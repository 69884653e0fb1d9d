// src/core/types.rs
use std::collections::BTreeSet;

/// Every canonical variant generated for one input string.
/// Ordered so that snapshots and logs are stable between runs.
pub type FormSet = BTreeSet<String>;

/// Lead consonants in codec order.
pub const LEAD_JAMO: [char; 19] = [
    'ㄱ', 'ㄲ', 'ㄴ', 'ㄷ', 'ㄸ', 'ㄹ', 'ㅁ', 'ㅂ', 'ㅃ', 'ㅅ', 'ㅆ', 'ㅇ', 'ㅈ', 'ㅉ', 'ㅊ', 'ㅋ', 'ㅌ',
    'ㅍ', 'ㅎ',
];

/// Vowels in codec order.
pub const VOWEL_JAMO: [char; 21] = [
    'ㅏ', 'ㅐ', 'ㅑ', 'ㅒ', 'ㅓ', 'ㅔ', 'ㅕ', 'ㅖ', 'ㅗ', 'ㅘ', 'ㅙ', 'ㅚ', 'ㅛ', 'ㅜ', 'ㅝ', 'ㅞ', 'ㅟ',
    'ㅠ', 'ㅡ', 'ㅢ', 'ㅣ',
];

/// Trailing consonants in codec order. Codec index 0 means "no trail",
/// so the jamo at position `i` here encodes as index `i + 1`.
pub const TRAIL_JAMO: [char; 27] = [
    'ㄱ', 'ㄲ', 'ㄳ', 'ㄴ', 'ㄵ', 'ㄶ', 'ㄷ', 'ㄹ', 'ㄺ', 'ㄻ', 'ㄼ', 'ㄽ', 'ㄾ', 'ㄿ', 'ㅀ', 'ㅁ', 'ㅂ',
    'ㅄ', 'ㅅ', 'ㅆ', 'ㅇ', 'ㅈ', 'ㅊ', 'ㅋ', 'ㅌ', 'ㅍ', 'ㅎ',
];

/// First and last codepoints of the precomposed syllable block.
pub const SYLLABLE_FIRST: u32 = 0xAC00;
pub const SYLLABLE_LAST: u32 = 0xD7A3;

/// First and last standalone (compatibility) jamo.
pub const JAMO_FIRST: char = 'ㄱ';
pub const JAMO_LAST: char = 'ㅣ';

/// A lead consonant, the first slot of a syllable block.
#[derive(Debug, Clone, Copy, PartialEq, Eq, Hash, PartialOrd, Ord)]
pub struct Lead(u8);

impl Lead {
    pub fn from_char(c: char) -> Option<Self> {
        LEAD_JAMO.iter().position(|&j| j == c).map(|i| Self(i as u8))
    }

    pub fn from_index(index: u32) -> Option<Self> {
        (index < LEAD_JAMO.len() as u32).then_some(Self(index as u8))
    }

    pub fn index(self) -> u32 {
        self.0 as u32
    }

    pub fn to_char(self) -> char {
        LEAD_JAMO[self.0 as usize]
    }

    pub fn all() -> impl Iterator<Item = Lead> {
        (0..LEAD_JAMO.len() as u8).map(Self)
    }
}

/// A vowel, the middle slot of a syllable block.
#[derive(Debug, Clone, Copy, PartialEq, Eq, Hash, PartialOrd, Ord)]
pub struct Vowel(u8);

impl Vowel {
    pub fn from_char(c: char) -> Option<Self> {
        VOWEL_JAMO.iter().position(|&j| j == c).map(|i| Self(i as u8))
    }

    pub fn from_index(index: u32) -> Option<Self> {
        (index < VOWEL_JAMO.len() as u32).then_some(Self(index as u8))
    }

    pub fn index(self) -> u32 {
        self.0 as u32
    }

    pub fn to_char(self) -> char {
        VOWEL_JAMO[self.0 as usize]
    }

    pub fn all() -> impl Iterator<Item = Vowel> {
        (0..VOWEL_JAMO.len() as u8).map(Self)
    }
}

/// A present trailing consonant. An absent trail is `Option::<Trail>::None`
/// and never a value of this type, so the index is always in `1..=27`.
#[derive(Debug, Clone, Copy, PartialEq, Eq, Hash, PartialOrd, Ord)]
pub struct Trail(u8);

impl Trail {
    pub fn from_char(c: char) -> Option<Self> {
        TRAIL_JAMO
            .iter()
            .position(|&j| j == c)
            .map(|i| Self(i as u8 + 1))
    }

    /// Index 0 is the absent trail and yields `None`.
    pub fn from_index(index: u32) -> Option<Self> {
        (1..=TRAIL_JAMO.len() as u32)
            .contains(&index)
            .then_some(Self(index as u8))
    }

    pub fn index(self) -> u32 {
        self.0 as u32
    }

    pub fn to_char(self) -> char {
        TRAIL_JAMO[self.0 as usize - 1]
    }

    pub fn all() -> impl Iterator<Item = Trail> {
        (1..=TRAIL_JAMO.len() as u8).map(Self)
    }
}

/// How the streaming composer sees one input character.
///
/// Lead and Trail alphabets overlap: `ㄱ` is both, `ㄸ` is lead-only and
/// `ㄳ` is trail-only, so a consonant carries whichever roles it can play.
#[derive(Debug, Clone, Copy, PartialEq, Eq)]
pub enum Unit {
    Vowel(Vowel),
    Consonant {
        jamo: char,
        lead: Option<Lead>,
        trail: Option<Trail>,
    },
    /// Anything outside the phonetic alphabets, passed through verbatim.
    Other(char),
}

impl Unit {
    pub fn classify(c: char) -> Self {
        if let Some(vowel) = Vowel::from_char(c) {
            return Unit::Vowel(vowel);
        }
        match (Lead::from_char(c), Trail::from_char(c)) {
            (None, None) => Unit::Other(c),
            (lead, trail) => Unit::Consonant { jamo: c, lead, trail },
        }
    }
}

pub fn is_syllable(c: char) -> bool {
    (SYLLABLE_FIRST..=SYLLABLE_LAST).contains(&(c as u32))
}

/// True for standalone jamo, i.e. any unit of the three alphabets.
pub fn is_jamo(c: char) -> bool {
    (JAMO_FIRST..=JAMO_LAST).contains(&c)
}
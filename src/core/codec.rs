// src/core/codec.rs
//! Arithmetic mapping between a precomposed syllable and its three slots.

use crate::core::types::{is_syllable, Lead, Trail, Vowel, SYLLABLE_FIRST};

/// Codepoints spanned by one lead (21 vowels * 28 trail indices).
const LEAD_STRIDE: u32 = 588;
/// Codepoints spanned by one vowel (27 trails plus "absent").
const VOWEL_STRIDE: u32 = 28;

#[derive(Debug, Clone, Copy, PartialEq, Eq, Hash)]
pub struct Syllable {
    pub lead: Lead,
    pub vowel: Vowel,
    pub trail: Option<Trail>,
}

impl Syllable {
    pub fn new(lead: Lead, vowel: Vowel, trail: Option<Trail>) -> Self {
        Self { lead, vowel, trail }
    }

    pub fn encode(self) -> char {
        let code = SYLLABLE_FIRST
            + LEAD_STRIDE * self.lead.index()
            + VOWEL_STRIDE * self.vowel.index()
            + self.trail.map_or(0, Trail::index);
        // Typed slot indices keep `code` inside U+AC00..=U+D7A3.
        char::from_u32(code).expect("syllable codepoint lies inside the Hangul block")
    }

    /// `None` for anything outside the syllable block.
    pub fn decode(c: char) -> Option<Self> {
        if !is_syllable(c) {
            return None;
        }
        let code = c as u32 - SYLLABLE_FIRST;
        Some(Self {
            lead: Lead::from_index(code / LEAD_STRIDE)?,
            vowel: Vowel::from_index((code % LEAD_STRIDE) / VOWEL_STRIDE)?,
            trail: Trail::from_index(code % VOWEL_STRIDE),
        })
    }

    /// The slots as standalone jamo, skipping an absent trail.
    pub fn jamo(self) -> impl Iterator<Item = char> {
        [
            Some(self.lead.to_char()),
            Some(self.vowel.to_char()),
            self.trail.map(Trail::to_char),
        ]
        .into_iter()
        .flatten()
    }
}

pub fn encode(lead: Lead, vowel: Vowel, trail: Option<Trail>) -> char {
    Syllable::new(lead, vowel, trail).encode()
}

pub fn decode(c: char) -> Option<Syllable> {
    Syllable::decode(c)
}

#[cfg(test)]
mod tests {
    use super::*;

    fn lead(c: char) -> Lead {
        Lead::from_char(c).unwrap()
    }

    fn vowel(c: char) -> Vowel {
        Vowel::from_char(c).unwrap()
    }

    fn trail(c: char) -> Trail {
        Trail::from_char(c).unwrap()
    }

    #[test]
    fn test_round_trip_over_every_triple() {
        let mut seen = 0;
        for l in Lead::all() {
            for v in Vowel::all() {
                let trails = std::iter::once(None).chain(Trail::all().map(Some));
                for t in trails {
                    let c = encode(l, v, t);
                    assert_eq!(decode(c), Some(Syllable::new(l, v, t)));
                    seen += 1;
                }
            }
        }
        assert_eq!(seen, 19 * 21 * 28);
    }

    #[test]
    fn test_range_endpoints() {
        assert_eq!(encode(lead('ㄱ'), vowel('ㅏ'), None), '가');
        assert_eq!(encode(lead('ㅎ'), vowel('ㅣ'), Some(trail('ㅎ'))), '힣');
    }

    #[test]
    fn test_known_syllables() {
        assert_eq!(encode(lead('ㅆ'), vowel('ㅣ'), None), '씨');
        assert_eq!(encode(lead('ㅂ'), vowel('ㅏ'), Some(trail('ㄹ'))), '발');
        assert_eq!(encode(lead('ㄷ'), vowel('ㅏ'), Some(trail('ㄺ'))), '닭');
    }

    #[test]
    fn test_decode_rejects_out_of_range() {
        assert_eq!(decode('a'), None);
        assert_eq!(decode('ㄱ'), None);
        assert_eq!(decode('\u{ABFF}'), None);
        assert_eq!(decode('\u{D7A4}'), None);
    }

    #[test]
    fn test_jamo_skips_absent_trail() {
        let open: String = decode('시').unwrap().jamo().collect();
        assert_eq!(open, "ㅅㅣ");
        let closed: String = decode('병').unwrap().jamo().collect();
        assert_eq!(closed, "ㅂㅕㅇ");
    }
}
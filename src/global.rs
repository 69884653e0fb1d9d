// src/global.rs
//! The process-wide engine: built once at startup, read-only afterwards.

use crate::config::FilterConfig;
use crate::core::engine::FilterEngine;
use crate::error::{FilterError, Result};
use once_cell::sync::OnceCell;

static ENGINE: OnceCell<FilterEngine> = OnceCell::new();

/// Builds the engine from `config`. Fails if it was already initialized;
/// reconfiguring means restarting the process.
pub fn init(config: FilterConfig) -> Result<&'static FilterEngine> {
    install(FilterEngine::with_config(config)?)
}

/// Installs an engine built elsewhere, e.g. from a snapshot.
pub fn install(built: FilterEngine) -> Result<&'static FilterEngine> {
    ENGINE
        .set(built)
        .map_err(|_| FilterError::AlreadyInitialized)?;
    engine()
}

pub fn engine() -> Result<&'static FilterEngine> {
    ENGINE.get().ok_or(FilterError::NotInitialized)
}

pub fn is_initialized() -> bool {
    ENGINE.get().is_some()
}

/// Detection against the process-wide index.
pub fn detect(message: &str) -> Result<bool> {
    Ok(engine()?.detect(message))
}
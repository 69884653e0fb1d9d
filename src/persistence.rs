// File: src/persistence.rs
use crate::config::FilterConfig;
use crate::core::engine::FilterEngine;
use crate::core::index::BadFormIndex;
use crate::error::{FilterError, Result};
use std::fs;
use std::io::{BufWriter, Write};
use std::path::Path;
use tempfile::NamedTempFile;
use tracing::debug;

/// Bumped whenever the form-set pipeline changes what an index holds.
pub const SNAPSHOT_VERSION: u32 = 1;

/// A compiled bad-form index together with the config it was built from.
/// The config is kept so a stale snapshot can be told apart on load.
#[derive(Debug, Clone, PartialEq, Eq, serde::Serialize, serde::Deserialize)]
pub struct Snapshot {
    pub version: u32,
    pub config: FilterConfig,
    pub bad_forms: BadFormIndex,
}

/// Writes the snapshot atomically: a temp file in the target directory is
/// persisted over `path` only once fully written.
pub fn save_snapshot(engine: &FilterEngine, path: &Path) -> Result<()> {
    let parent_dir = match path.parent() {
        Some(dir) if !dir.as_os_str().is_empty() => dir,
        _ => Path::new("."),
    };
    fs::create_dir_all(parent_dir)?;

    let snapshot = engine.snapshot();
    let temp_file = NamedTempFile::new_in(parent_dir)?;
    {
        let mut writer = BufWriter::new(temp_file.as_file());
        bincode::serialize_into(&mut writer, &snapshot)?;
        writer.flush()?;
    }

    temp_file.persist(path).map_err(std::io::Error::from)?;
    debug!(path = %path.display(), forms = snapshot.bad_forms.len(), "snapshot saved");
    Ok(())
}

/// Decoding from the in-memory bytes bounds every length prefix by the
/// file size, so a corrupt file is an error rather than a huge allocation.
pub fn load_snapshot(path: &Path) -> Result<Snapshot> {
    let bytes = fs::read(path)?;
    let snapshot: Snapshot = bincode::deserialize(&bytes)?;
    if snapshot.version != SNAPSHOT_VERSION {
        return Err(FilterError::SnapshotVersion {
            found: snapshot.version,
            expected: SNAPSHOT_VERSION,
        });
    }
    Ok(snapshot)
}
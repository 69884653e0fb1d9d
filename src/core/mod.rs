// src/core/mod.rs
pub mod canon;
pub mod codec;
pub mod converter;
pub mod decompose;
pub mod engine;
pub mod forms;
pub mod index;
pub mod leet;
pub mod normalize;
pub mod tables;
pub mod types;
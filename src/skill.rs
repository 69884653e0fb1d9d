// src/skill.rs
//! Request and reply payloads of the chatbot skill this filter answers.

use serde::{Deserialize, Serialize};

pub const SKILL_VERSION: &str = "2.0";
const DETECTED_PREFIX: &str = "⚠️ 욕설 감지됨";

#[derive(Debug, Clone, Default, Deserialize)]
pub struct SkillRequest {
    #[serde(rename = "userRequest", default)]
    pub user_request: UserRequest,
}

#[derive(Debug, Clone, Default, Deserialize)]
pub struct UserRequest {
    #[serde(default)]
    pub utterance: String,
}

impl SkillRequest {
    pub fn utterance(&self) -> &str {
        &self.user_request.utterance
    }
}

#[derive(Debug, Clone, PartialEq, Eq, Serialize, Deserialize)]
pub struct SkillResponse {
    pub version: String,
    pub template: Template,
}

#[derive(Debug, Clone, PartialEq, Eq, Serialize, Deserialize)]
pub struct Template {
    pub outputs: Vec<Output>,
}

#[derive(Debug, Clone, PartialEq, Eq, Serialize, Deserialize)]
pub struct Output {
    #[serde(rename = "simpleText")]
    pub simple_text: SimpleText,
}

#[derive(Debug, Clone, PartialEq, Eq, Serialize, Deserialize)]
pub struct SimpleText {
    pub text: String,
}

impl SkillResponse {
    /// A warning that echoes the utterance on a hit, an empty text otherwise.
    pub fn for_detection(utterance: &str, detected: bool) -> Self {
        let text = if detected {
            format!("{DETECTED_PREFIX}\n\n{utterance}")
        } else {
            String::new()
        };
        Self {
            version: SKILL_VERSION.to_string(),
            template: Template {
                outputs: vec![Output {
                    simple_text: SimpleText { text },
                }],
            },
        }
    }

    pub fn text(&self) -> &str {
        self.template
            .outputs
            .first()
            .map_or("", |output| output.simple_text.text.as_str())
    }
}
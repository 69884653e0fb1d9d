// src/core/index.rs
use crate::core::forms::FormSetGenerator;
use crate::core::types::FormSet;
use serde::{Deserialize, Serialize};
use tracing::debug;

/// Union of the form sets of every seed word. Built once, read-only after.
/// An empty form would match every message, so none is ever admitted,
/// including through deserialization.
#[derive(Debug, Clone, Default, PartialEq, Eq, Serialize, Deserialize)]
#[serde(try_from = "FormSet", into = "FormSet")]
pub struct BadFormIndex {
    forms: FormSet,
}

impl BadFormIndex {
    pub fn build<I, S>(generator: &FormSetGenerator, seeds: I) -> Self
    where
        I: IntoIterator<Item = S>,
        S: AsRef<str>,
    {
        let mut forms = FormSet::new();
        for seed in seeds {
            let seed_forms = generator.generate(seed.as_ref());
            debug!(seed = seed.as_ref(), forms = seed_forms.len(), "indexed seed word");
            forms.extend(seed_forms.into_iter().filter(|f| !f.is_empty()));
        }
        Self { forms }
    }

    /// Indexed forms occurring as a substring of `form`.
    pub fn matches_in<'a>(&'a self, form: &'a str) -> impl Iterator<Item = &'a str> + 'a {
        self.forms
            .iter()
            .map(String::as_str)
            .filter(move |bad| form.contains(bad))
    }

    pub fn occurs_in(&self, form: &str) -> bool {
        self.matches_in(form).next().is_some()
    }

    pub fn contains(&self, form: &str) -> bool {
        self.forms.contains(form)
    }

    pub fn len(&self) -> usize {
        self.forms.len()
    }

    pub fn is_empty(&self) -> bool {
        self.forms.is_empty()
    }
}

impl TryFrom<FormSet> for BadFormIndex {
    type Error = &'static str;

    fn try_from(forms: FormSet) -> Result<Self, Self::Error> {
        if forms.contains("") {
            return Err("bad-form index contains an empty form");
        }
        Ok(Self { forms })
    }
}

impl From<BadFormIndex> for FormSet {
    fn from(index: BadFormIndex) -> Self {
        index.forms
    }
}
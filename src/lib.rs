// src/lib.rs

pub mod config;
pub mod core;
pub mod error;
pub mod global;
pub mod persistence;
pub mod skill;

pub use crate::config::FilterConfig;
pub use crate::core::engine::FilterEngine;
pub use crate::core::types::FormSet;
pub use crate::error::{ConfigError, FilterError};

━━━━━━━━━━━━━━━━━━━━

* _Goal of the exercise_
Write out exactly, and only, each line from the one with "let mut forms = FormSet::new();" down to the last line of the records above.

* _Output of the task_
        let mut forms = FormSet::new();
        for seed in seeds {
            let seed_forms = generator.generate(seed.as_ref());
            debug!(seed = seed.as_ref(), forms = seed_forms.len(), "indexed seed word");
            forms.extend(seed_forms.into_iter().filter(|f| !f.is_empty()));
        }
        Self { forms }
    }

    /// Indexed forms occurring as a substring of `form`.
    pub fn matches_in<'a>(&'a self, form: &'a str) -> impl Iterator<Item = &'a str> + 'a {
        self.forms
            .iter()
            .map(String::as_str)
            .filter(move |bad| form.contains(bad))
    }

    pub fn occurs_in(&self, form: &str) -> bool {
        self.matches_in(form).next().is_some()
    }

    pub fn contains(&self, form: &str) -> bool {
        self.forms.contains(form)
    }

    pub fn len(&self) -> usize {
        self.forms.len()
    }

    pub fn is_empty(&self) -> bool {
        self.forms.is_empty()
    }
}

impl TryFrom<FormSet> for BadFormIndex {
    type Error = &'static str;

    fn try_from(forms: FormSet) -> Result<Self, Self::Error> {
        if forms.contains("") {
            return Err("bad-form index contains an empty form");
        }
        Ok(Self { forms })
    }
}

impl From<BadFormIndex> for FormSet {
    fn from(index: BadFormIndex) -> Self {
        index.forms
    }
}
filename src/lib.rs
// src/lib.rs

pub mod config;
pub mod core;
pub mod error;
pub mod global;
pub mod persistence;
pub mod skill;

pub use crate::config::FilterConfig;
pub use crate::core::engine::FilterEngine;
pub use crate::core::types::FormSet;
pub use crate::error::{ConfigError, FilterError};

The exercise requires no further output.